**Data to examine:**
====================
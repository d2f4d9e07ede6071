use super::private_message::PrivateMessage;
use super::public_message::PublicMessage;
use super::welcome::Welcome;
use super::*;
use crate::mls::crypto::provider::RustCryptoProvider;
use crate::mls::extensibility::Extensions;
use crate::mls::secret_tree::MessageKeys;
use crate::mls::utilities::error::ErrorKind;

const SUITE: CipherSuite = CipherSuite::MLS_128_DHKEMX25519_AES128GCM_SHA256_Ed25519;

fn group_context() -> GroupContext {
    GroupContext {
        version: ProtocolVersion::MLS10,
        cipher_suite: SUITE,
        group_id: Bytes::from_static(b"framing"),
        epoch: 3,
        tree_hash: Bytes::from_static(&[0x33; 32]),
        confirmed_transcript_hash: Bytes::from_static(&[0x44; 32]),
        extensions: Extensions::default(),
    }
}

fn application_content(
    provider: &RustCryptoProvider,
    signer: &Identity,
    plaintext: &'static [u8],
) -> Result<AuthenticatedContent> {
    let ctx = group_context();
    AuthenticatedContent::new(
        provider,
        signer,
        WireFormat::PrivateMessage,
        FramedContent {
            group_id: ctx.group_id.clone(),
            epoch: ctx.epoch,
            sender: Sender::Member(LeafIndex(1)),
            authenticated_data: Bytes::new(),
            content: Content::Application(Bytes::from_static(plaintext)),
        },
        &ctx,
    )
}

fn message_keys(generation: u32, fill: u8) -> MessageKeys {
    MessageKeys {
        generation,
        key: Secret::new(vec![fill; 16]),
        nonce: Secret::new(vec![fill; 12]),
    }
}

#[test]
fn test_private_message_round_trip() -> Result<()> {
    let provider = RustCryptoProvider::default();
    let signer = Identity::new(&provider, "bob", SUITE)?;
    let sender_data_secret = [0x07; 32];
    let keys = message_keys(4, 0x09);
    let authenticated_content = application_content(&provider, &signer, b"hello")?;
    let sender_data = SenderData::new(LeafIndex(1), keys.generation());

    let message = PrivateMessage::encrypt(
        &provider,
        SUITE,
        &authenticated_content,
        &keys,
        &sender_data,
        &sender_data_secret,
        0,
    )?;
    let message = PrivateMessage::deserialize_exact(message.serialize_detached()?)?;
    assert_eq!(message.epoch(), 3, "epoch is visible");
    assert_eq!(message.content_type(), ContentType::Application, "content type is visible");

    let decrypted_sender_data =
        message.decrypt_sender_data(&provider, SUITE, &sender_data_secret)?;
    assert_eq!(decrypted_sender_data, sender_data, "sender data");

    let content = message.decrypt_content(&provider, SUITE, &keys, &sender_data.reuse_guard)?;
    let received = message.authenticated_content(&decrypted_sender_data, content);
    assert_eq!(received, authenticated_content, "content and signature");
    received.verify_signature(&provider, SUITE, signer.signature_public_key(), &group_context())?;

    Ok(())
}

#[test]
fn test_private_message_padding() -> Result<()> {
    let provider = RustCryptoProvider::default();
    let signer = Identity::new(&provider, "bob", SUITE)?;
    let keys = message_keys(0, 0x01);
    let sender_data = SenderData::new(LeafIndex(1), 0);
    let authenticated_content = application_content(&provider, &signer, b"short")?;

    let padded = PrivateMessage::encrypt(
        &provider,
        SUITE,
        &authenticated_content,
        &keys,
        &sender_data,
        &[0x02; 32],
        64,
    )?;
    // AES-128-GCM appends a 16 byte tag.
    assert_eq!((padded.ciphertext.len() - 16) % 64, 0, "plaintext padded to 64 bytes");

    let content = padded.decrypt_content(&provider, SUITE, &keys, &sender_data.reuse_guard)?;
    assert_eq!(
        content.content,
        Content::Application(Bytes::from_static(b"short")),
        "padding is stripped"
    );

    Ok(())
}

#[test]
fn test_private_message_wrong_keys() -> Result<()> {
    let provider = RustCryptoProvider::default();
    let signer = Identity::new(&provider, "bob", SUITE)?;
    let keys = message_keys(0, 0x01);
    let sender_data = SenderData::new(LeafIndex(1), 0);
    let message = PrivateMessage::encrypt(
        &provider,
        SUITE,
        &application_content(&provider, &signer, b"secret")?,
        &keys,
        &sender_data,
        &[0x02; 32],
        0,
    )?;

    assert_eq!(
        message.decrypt_sender_data(&provider, SUITE, &[0x03; 32]),
        Err(Error::SenderDataDecryptionFailed),
        "wrong sender data secret"
    );
    assert_eq!(
        message
            .decrypt_content(&provider, SUITE, &message_keys(0, 0x05), &sender_data.reuse_guard)
            .map_err(|e| e.kind()),
        Err(ErrorKind::AuthenticationFailure),
        "wrong message keys"
    );
    assert_eq!(
        message
            .decrypt_content(&provider, SUITE, &keys, &[0xff; 4])
            .map_err(|e| e.kind()),
        Err(ErrorKind::AuthenticationFailure),
        "wrong reuse guard"
    );

    Ok(())
}

#[test]
fn test_signature_is_bound_to_group_context() -> Result<()> {
    let provider = RustCryptoProvider::default();
    let signer = Identity::new(&provider, "bob", SUITE)?;
    let authenticated_content = application_content(&provider, &signer, b"hello")?;

    let mut other_epoch = group_context();
    other_epoch.epoch += 1;
    assert_eq!(
        authenticated_content.verify_signature(
            &provider,
            SUITE,
            signer.signature_public_key(),
            &other_epoch
        ),
        Err(Error::InvalidContentSignature),
        "context of another epoch"
    );

    Ok(())
}

#[test]
fn test_membership_tag() -> Result<()> {
    let provider = RustCryptoProvider::default();
    let signer = Identity::new(&provider, "alice", SUITE)?;
    let ctx = group_context();
    let membership_key = [0x0a; 32];

    let authenticated_content = AuthenticatedContent::new(
        &provider,
        &signer,
        WireFormat::PublicMessage,
        FramedContent {
            group_id: ctx.group_id.clone(),
            epoch: ctx.epoch,
            sender: Sender::Member(LeafIndex(0)),
            authenticated_data: Bytes::new(),
            content: Content::Application(Bytes::from_static(b"tagged")),
        },
        &ctx,
    )?;
    let tag = authenticated_content.membership_tag(&provider, SUITE, &membership_key, &ctx)?;
    let message = PublicMessage::new(authenticated_content, tag);

    let message = PublicMessage::deserialize_exact(message.serialize_detached()?)?;
    message.authenticated_content().verify_membership_tag(
        &provider,
        SUITE,
        &membership_key,
        &ctx,
        &message.membership_tag,
    )?;
    assert_eq!(
        message.authenticated_content().verify_membership_tag(
            &provider,
            SUITE,
            &[0x0b; 32],
            &ctx,
            &message.membership_tag,
        ),
        Err(Error::MembershipTagMismatch),
        "tag made with another membership key"
    );
    assert!(message.commit().is_none(), "not a commit");

    Ok(())
}

#[test]
fn test_message_wire_format_is_checked() -> Result<()> {
    let private = PrivateMessage::default().serialize_detached()?;

    assert_eq!(
        PublicMessage::deserialize_exact(&private),
        Err(Error::InvalidWireFormat(WireFormat::PrivateMessage as u16)),
        "private message is not a public message"
    );

    let mut raw = private.to_vec();
    raw[3] = 0x09;
    assert_eq!(
        PrivateMessage::deserialize_exact(&raw),
        Err(Error::InvalidWireFormat(0x09)),
        "unknown wire format"
    );

    Ok(())
}

#[test]
fn test_welcome_combine() {
    let welcome = |cipher_suite, encrypted_group_info: &'static [u8]| Welcome {
        cipher_suite,
        secrets: vec![],
        encrypted_group_info: Bytes::from_static(encrypted_group_info),
    };

    assert_eq!(
        Welcome::combine(vec![]),
        Err(Error::WelcomeMismatch),
        "nothing to combine"
    );
    assert_eq!(
        Welcome::combine(vec![welcome(SUITE, b"a"), welcome(SUITE, b"b")]),
        Err(Error::WelcomeMismatch),
        "welcomes of different commits"
    );
    assert!(
        Welcome::combine(vec![welcome(SUITE, b"a"), welcome(SUITE, b"a")]).is_ok(),
        "welcomes of the same commit"
    );
}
====================
Which lines in the records above hold the string "AuthenticatedContent"? Copy each of them.

**Solution to this exercise:**
) -> Result<AuthenticatedContent> {
    AuthenticatedContent::new(
    let authenticated_content = AuthenticatedContent::new(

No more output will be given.